--- DATA EXTRACTS ---

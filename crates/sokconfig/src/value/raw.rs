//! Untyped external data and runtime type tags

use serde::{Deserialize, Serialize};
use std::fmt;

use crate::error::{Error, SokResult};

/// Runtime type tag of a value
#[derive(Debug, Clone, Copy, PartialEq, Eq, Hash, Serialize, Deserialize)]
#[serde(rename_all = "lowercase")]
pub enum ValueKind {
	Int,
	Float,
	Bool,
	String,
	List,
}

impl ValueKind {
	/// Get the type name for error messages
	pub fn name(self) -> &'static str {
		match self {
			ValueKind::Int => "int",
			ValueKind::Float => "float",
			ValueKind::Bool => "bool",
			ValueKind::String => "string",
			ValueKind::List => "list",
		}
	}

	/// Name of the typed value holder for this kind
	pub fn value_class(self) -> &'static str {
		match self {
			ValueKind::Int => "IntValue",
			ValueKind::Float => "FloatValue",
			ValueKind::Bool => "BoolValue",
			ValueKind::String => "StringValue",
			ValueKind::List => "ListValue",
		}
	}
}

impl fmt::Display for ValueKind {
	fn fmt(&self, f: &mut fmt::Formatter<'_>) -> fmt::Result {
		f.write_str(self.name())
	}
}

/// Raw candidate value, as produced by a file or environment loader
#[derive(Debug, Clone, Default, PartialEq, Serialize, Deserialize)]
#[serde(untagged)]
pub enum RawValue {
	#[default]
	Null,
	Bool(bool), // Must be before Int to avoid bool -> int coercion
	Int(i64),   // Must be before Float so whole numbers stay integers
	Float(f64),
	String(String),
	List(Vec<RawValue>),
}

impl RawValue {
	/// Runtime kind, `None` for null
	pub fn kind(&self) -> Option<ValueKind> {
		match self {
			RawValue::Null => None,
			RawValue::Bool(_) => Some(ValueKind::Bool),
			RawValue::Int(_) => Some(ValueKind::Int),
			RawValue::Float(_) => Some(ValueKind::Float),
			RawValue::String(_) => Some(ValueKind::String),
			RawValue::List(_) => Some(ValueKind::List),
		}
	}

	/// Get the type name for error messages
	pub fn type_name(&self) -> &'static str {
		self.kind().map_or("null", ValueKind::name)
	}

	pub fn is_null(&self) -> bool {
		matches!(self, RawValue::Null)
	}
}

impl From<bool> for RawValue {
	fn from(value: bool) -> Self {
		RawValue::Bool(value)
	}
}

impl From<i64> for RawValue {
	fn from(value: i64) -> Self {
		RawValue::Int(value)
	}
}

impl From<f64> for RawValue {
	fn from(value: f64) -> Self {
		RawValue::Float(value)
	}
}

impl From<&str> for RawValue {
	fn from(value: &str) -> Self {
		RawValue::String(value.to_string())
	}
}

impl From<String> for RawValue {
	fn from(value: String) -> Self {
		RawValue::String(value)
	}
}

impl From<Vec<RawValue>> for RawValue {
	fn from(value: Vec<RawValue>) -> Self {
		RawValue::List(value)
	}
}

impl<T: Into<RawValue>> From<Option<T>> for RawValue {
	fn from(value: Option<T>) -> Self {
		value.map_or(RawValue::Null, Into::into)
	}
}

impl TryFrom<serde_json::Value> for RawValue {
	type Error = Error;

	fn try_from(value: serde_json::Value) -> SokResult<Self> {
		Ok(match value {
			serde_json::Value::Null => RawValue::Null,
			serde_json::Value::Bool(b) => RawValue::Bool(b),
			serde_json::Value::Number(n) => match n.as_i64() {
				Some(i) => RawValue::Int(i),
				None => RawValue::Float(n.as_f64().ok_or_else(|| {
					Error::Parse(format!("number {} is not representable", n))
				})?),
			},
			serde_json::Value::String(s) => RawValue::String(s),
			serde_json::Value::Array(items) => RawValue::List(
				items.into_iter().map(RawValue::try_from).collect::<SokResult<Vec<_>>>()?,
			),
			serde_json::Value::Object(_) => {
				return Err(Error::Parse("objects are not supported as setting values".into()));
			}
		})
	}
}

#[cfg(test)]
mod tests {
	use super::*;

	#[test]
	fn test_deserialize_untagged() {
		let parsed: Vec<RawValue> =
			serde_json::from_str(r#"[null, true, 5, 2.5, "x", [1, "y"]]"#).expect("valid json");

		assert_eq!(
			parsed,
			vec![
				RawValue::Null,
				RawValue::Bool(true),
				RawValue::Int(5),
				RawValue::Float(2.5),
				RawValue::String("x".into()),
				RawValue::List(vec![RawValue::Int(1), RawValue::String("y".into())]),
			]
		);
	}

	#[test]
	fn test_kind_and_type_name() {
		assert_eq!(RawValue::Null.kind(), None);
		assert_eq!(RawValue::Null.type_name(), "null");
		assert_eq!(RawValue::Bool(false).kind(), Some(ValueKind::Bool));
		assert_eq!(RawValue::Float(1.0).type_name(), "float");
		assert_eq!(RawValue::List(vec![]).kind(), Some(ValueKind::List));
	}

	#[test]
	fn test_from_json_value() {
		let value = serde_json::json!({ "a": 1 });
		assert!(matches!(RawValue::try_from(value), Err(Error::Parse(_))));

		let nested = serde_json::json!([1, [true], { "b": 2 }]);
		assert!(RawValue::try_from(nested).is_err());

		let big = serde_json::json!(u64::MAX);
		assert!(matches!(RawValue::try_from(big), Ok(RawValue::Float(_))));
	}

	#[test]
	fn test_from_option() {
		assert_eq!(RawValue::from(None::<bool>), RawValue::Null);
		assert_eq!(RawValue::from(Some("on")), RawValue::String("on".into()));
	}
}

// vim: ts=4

--- ACTIVITY ---
The answer must be every line of the records that holds the string "SokResult".

--- ANSWER BELOW ---
use crate::error::{Error, SokResult};
	fn try_from(value: serde_json::Value) -> SokResult<Self> {
				items.into_iter().map(RawValue::try_from).collect::<SokResult<Vec<_>>>()?,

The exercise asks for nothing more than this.